A cryptocurrency is just one of the many ways you can make a transaction in a marketplace, and the ability to carry out the payment depends on the acceptance of such a system and many factors including, but no limited to Internet access and societies recognition of digital payment options compared to physical fiat currencies.
To break it down into simple terms, Bitcoin’s (BTC) decentralised network allows users to transact directly, peer to peer, without the need for a middleman to manage the exchange of the funds.
By allowing this and having this option available is increases system efficiency and enables the provision of financial services at a drastically lower cost, allowing the user to have more power and freedom with their currency.
So what countries are ahead of the game and accepting of cryptocurrency? There are many countries that have shown the willingness to accept the innovative technology that Bitcoin brings with it, known as Blockchain.
The countries listed below are in no particular order, only countries that have allowed Cryptocurrencies to be used in their regular financial transactions and where the people have started using it on a regular basis.
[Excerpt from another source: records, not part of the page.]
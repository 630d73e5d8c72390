//! DNS query/answer matching built on `dns_parser`.
use std::collections::HashMap;

use crate::aggregate::{Exchange, ExchangeStatus, ProtocolDetail};
use crate::error::ParseOutcome;
use crate::ingress::{PacketDir, PacketEventData, PacketEventHeader};
use crate::protocols::reassembly::DirectionalBuffers;
use crate::protocols::{ParserContext, StreamParser};
use crate::sampler::Sampler;

/// Size of a DNS message header; a buffer shorter than this can never hold a complete
/// packet, so it's a safe "keep waiting" signal even though `dns_parser` itself has no
/// API to distinguish "not enough data yet" from "malformed data".
const DNS_HEADER_LEN: usize = 12;

struct PendingQuery {
    qname: String,
    qtype: String,
    start_ns: u64,
    bytes_in: u64,
}

pub struct DnsParser {
    ctx: ParserContext,
    buffers: DirectionalBuffers,
    pending: HashMap<u16, PendingQuery>,
}

impl DnsParser {
    pub fn new(ctx: ParserContext) -> Self {
        DnsParser {
            ctx,
            buffers: DirectionalBuffers::new(),
            pending: HashMap::new(),
        }
    }

    fn emit(
        &self,
        pending: PendingQuery,
        response_code: dns_parser::ResponseCode,
        header: &PacketEventHeader,
        bytes_out: u64,
        sampler: &mut Sampler,
    ) {
        let is_error = !matches!(response_code, dns_parser::ResponseCode::NoError);
        let exchange = Exchange {
            flow_key: self.ctx.flow_key,
            proc_meta: self.ctx.proc_meta.clone(),
            protocol: self.ctx.protocol,
            endpoint: self.ctx.flow_key.resp.to_string(),
            operation: format!("{} {}", pending.qname, pending.qtype),
            start_ns: pending.start_ns,
            duration_ns: header.time_nano.saturating_sub(pending.start_ns),
            status: if is_error { ExchangeStatus::Error } else { ExchangeStatus::Ok },
            bytes_in: pending.bytes_in,
            bytes_out,
            attributes: [("response_code".to_string(), format!("{response_code:?}"))]
                .into_iter()
                .collect(),
        };
        self.ctx.aggregators.add_exchange(&exchange);
        if sampler.should_sample(header.time_nano, is_error) {
            self.ctx.aggregators.add_detail(ProtocolDetail::from(&exchange));
        }
    }

    /// Tries to parse one complete packet off the front of `dir`'s buffer. `dns_parser`
    /// reports neither a partial-parse state nor bytes consumed, so the whole buffer is
    /// treated as one message; buffering only helps when a message arrives split below
    /// the 12-byte header, the common case for UDP DNS.
    fn try_parse(&mut self, dir: PacketDir, header: &PacketEventHeader, sampler: &mut Sampler) -> ParseOutcome {
        let buf = self.buffers.buffer(dir);
        if buf.len() < DNS_HEADER_LEN {
            return ParseOutcome::Ok;
        }
        let outcome = match dns_parser::Packet::parse(buf) {
            Ok(packet) => {
                let bytes = buf.len() as u64;
                let id = packet.header.id;
                if packet.header.query {
                    if packet.questions.is_empty() {
                        ParseOutcome::Fail
                    } else {
                        let q = &packet.questions[0];
                        self.pending.insert(
                            id,
                            PendingQuery {
                                qname: q.qname.to_string(),
                                qtype: format!("{:?}", q.qtype),
                                start_ns: header.time_nano,
                                bytes_in: bytes,
                            },
                        );
                        ParseOutcome::Ok
                    }
                } else {
                    match self.pending.remove(&id) {
                        Some(pending) => {
                            self.emit(pending, packet.header.response_code, header, bytes, sampler);
                            ParseOutcome::Ok
                        }
                        None => {
                            log::warn!("DNS answer without outstanding query on {}", self.ctx.flow_key);
                            ParseOutcome::Drop
                        }
                    }
                }
            }
            Err(_) => ParseOutcome::Fail,
        };
        self.buffers.clear(dir);
        outcome
    }
}

impl StreamParser for DnsParser {
    fn on_data(
        &mut self,
        _ctx: &ParserContext,
        header: &PacketEventHeader,
        data: &PacketEventData,
        sampler: &mut Sampler,
    ) -> ParseOutcome {
        if data.buffer.is_empty() {
            return ParseOutcome::Ok;
        }
        self.buffers.append(data.pkt_type, &data.buffer);
        self.try_parse(data.pkt_type, header, sampler)
    }

    fn garbage_collection(&mut self, size_limit_bytes: usize, now_ns: u64) -> bool {
        let timeout_ns = self.ctx.dns_request_timeout_ms * 1_000_000;
        self.pending
            .retain(|_, p| now_ns.saturating_sub(p.start_ns) <= timeout_ns);
        self.buffers.shed_to_limit(size_limit_bytes);
        self.pending.is_empty() && self.buffers.cache_size() == 0
    }

    fn cache_size(&self) -> usize {
        self.pending.values().map(|p| p.bytes_in as usize).sum::<usize>() + self.buffers.cache_size()
    }
}

#[cfg(test)]
mod tests {
    use super::*;
    use crate::aggregate::ProtocolEventAggregators;
    use crate::flow::{FlowKey, L4Protocol};
    use crate::ingress::{MsgTypeHint, ProcMeta, ProtocolTag};
    use crate::stats::Protocol;
    use std::net::SocketAddr;
    use std::sync::Arc;

    fn ctx() -> ParserContext {
        ParserContext {
            protocol: Protocol::Dns,
            flow_key: FlowKey::new(
                "127.0.0.1:1234".parse::<SocketAddr>().unwrap(),
                "127.0.0.1:53".parse::<SocketAddr>().unwrap(),
                L4Protocol::Udp,
            ),
            proc_meta: ProcMeta::default(),
            aggregators: Arc::new(ProtocolEventAggregators::new(16)),
            cache_limit_bytes: 1024,
            dns_request_timeout_ms: 5000,
        }
    }

    fn header(now_ns: u64, flow_key: FlowKey) -> PacketEventHeader {
        PacketEventHeader {
            time_nano: now_ns,
            flow_key,
            proc_meta: ProcMeta::default(),
        }
    }

    /// Hand-rolled minimal DNS query: one question, QTYPE A, QCLASS IN, RD set.
    fn build_query(id: u16) -> Vec<u8> {
        let mut buf = Vec::new();
        buf.extend_from_slice(&id.to_be_bytes());
        buf.extend_from_slice(&0x0100u16.to_be_bytes());
        buf.extend_from_slice(&1u16.to_be_bytes());
        buf.extend_from_slice(&0u16.to_be_bytes());
        buf.extend_from_slice(&0u16.to_be_bytes());
        buf.extend_from_slice(&0u16.to_be_bytes());
        for label in "example.com".split('.') {
            buf.push(label.len() as u8);
            buf.extend_from_slice(label.as_bytes());
        }
        buf.push(0);
        buf.extend_from_slice(&1u16.to_be_bytes());
        buf.extend_from_slice(&1u16.to_be_bytes());
        buf
    }

    #[test]
    fn too_short_for_a_header_is_buffered_not_failed() {
        let ctx = ctx();
        let mut parser = DnsParser::new(ctx.clone());
        let mut sampler = Sampler::new(1.0);
        let h = header(0, ctx.flow_key);
        let data = PacketEventData::new(ProtocolTag::Dns, PacketDir::ClientToServer, MsgTypeHint::Unknown, vec![1, 2, 3], 0);
        let outcome = parser.on_data(&ctx, &h, &data, &mut sampler);
        assert_eq!(outcome, ParseOutcome::Ok);
        assert_eq!(parser.cache_size(), 3);
    }

    #[test]
    fn query_without_matching_answer_is_tracked_as_pending() {
        let ctx = ctx();
        let mut parser = DnsParser::new(ctx.clone());
        let mut sampler = Sampler::new(1.0);
        let h = header(0, ctx.flow_key);
        let query = build_query(42);
        let data = PacketEventData::new(ProtocolTag::Dns, PacketDir::ClientToServer, MsgTypeHint::Request, query, 0);
        let outcome = parser.on_data(&ctx, &h, &data, &mut sampler);
        assert_eq!(outcome, ParseOutcome::Ok);
        assert_eq!(parser.pending.len(), 1);
    }
}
- United States of America
- South Korea
- The Netherlands
- United Kingdom
The above listed countries all have Bitcoin ATM’s accessible for use, and businesses have started accepting Bitcoin as a method of payment for goods and services. Some of these countries even provide tax breaks for people using Cryptocurrencies.
Overall, however, Bitcoin still needs to be adopted on a much larger global scale to see it take over the majority of the fiat currencies available.
It is starting to make its mark however, and upsetting certain economies, such as the United States of America. As more and more people understand that strength and importance of the Blockchain technology behind Cryptocurrencies more and more countries will come forward and accept digital currency as a means of payment.